Justin Trudeau Goes Into Self-Quarantine, Wife Tested for Coronavirus

Justin Trudeau Goes Into Self-Quarantine, Wife Tested for Coronavirus
Prime Minister Justin Trudeau and his wife Sophie Gregoire in Ottawa on Dec. 5, 2019. (The Canadian Press/Justin Tang)
Jack Phillips
3/12/2020
Updated:
3/13/2020

Canadian Prime Minister Justin Trudeau and his wife are in self−isolation over fears that they may have contracted the new coronavirus after his wife, Sophie Gregoire Trudeau, began showing flu-like symptoms.

“The prime minister will spend the day in briefings, phone calls and virtual meetings from home including speaking with other world leaders and joining the special COVID-19 cabinet committee discussion,” his office said in a statement. The move forced the cancelation of an in-person meeting with Canada’s first ministers.
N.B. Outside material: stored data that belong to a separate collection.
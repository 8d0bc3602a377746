//! # flowscope Prelude
//!
//! This module provides a convenient prelude for the most commonly used types
//! from the flowscope library. Import this module to get quick access to the
//! essential types for running a taint analysis.

// ================================================================================================
// Core Types and Error Handling
// ================================================================================================

/// The main error type for all flowscope operations
pub use crate::Error;

/// The result type used throughout flowscope
pub use crate::Result;

// ================================================================================================
// Main Entry Points
// ================================================================================================

/// The taint engine driving the forward pass
pub use crate::analysis::TaintEngine;

/// The final analysis verdict
pub use crate::analysis::Verdict;

// ================================================================================================
// Analysis State
// ================================================================================================

/// Per-function analysis state
pub use crate::analysis::FunctionContext;

/// Origin chains and their resolution
pub use crate::analysis::{Origin, OriginMap};

/// Conditional-region tracking
pub use crate::analysis::{BlockCondition, RegionTracker};

/// The designated sensitive callee names
pub use crate::analysis::{SINK_FN, SOURCE_FN};

// ================================================================================================
// Textual IR Front End
// ================================================================================================

/// Line classification into typed instruction records
pub use crate::ir::{classify, BinOp, Instruction, Operand, PhiIncoming};
//! Typed instruction records for the textual IR front end.
//!
//! A raw input line is turned into exactly one [`Instruction`] variant by the
//! [`classifier`](crate::ir::classifier), or dropped entirely when it matches
//! nothing. The records carry only what the taint engine consumes: variable
//! tokens keep their `%` sigil, literals stay as the bare text that appeared
//! in the line, and types are discarded during classification.

use std::fmt;

use strum::{Display, EnumString};

/// A value position in an instruction: either an IR register/stack slot or a
/// literal constant.
///
/// The distinction matters for propagation: variable operands are resolved
/// through the origin map, while literal operands pass through as their own
/// textual value.
#[derive(Debug, Clone, PartialEq, Eq)]
pub enum Operand {
    /// A variable token, sigil included (e.g. `%x`).
    Var(String),
    /// A literal token (e.g. `42`).
    Literal(String),
}

impl Operand {
    /// Classifies a raw token by its sigil: `%`-prefixed tokens are variables,
    /// everything else is a literal.
    #[must_use]
    pub fn from_token(token: &str) -> Self {
        if token.starts_with('%') {
            Operand::Var(token.to_string())
        } else {
            Operand::Literal(token.to_string())
        }
    }

    /// Returns `true` if this operand names a variable.
    #[must_use]
    pub fn is_var(&self) -> bool {
        matches!(self, Operand::Var(_))
    }

    /// Returns the raw token text.
    #[must_use]
    pub fn as_str(&self) -> &str {
        match self {
            Operand::Var(s) | Operand::Literal(s) => s,
        }
    }
}

impl fmt::Display for Operand {
    fn fmt(&self, f: &mut fmt::Formatter<'_>) -> fmt::Result {
        f.write_str(self.as_str())
    }
}

/// The four binary arithmetic opcodes the analyzer understands.
///
/// All four propagate taint identically; the opcode is retained for
/// diagnostics only.
#[derive(Debug, Clone, Copy, PartialEq, Eq, Display, EnumString)]
#[strum(serialize_all = "lowercase")]
pub enum BinOp {
    /// Integer addition.
    Add,
    /// Integer subtraction.
    Sub,
    /// Integer multiplication.
    Mul,
    /// Integer division.
    Div,
}

/// One incoming value of a phi node: the merged value and the predecessor
/// block label it arrives from.
#[derive(Debug, Clone, PartialEq, Eq)]
pub struct PhiIncoming {
    /// The merged value, variable or literal.
    pub value: Operand,
    /// The predecessor block label, sigil stripped.
    pub block: String,
}

/// A classified input line.
///
/// Each variant corresponds to one grammar the classifier recognizes. Lines
/// that match no grammar produce no record at all, so there is no `Other`
/// variant here; "ignored" is represented by the classifier returning `None`.
#[derive(Debug, Clone, PartialEq, Eq)]
pub enum Instruction {
    /// `define ... @Name(...)` - opens a new function scope.
    FunctionDef {
        /// The function name, `@` sigil stripped.
        name: String,
    },

    /// `Label:` - opens a new basic block.
    Label {
        /// The block label, trailing `:` stripped.
        name: String,
    },

    /// `%v = alloca T` - a fresh, untainted stack slot.
    Alloca {
        /// The defined variable.
        dst: String,
    },

    /// `%dst = load T, ptr %src` - a copy out of a slot.
    Load {
        /// The defined variable.
        dst: String,
        /// The slot being read.
        src: String,
    },

    /// `store T %src, ptr %dst` - a copy into a slot.
    Store {
        /// The stored value, variable or literal.
        src: Operand,
        /// The slot being written.
        dst: String,
    },

    /// `%dst = op T %a, %b` for `op` in add/sub/mul/div.
    Binary {
        /// The arithmetic opcode.
        op: BinOp,
        /// The defined variable.
        dst: String,
        /// The first operand.
        lhs: Operand,
        /// The second operand.
        rhs: Operand,
    },

    /// `call` with or without an assigned result.
    Call {
        /// The assigned variable, when the call form is `%dst = call ...`.
        dst: Option<String>,
        /// The callee name, `@` sigil stripped.
        callee: String,
        /// The variable tokens that appeared in the argument list, in order.
        /// Literal arguments are dropped during classification.
        args: Vec<String>,
    },

    /// `%dst = phi T [v, %l] [, [v, %l]]` - a control-flow merge.
    Phi {
        /// The defined variable.
        dst: String,
        /// The incoming values, at most two.
        incomings: Vec<PhiIncoming>,
    },

    /// `br T %cond, label %lt, label %lf` - a two-target branch.
    CondBr {
        /// The branch condition variable.
        cond: String,
        /// The taken-when-true label, sigil stripped.
        true_label: String,
        /// The taken-when-false label, sigil stripped.
        false_label: String,
    },

    /// `br label %x` - an unconditional jump. Carried for completeness; has
    /// no effect on taint state.
    Br {
        /// The jump target label, sigil stripped.
        target: String,
    },
}

#[cfg(test)]
mod tests {
    use super::*;

    #[test]
    fn test_operand_from_token_sigil() {
        assert_eq!(
            Operand::from_token("%x"),
            Operand::Var("%x".to_string())
        );
        assert_eq!(Operand::from_token("42"), Operand::Literal("42".to_string()));
        assert!(Operand::from_token("%x").is_var());
        assert!(!Operand::from_token("42").is_var());
    }

    #[test]
    fn test_binop_from_keyword() {
        assert_eq!("add".parse::<BinOp>().unwrap(), BinOp::Add);
        assert_eq!("sub".parse::<BinOp>().unwrap(), BinOp::Sub);
        assert_eq!("mul".parse::<BinOp>().unwrap(), BinOp::Mul);
        assert_eq!("div".parse::<BinOp>().unwrap(), BinOp::Div);
        assert!("xor".parse::<BinOp>().is_err());
    }

    #[test]
    fn test_binop_display_roundtrip() {
        assert_eq!(BinOp::Mul.to_string(), "mul");
    }
}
Sophie Gregoire Trudeau returned from a speaking event in the United Kingdom and started to show symptoms, including a fever last night.

She has been tested for the virus, which causes the disease COVID-19, but the results have not come back in, according to Trudeau’s office.

Clean up crews from Servpro gear up to go inside the Life Care Center of Kirkland, the long-term care facility linked to several confirmed coronavirus cases in Washington state on March 11, 2020. (Reuters/Karen Ducey)
Clean up crews from Servpro gear up to go inside the Life Care Center of Kirkland, the long-term care facility linked to several confirmed coronavirus cases in Washington state on March 11, 2020. (Reuters/Karen Ducey)

“The doctor’s advice to the Prime Minister is to continue daily activities while self-monitoring, given he is exhibiting no symptoms himself. However, out of an abundance of caution, the Prime Minister is opting to self-isolate and work from home until receiving Sophie’s results,” read his office’s statement.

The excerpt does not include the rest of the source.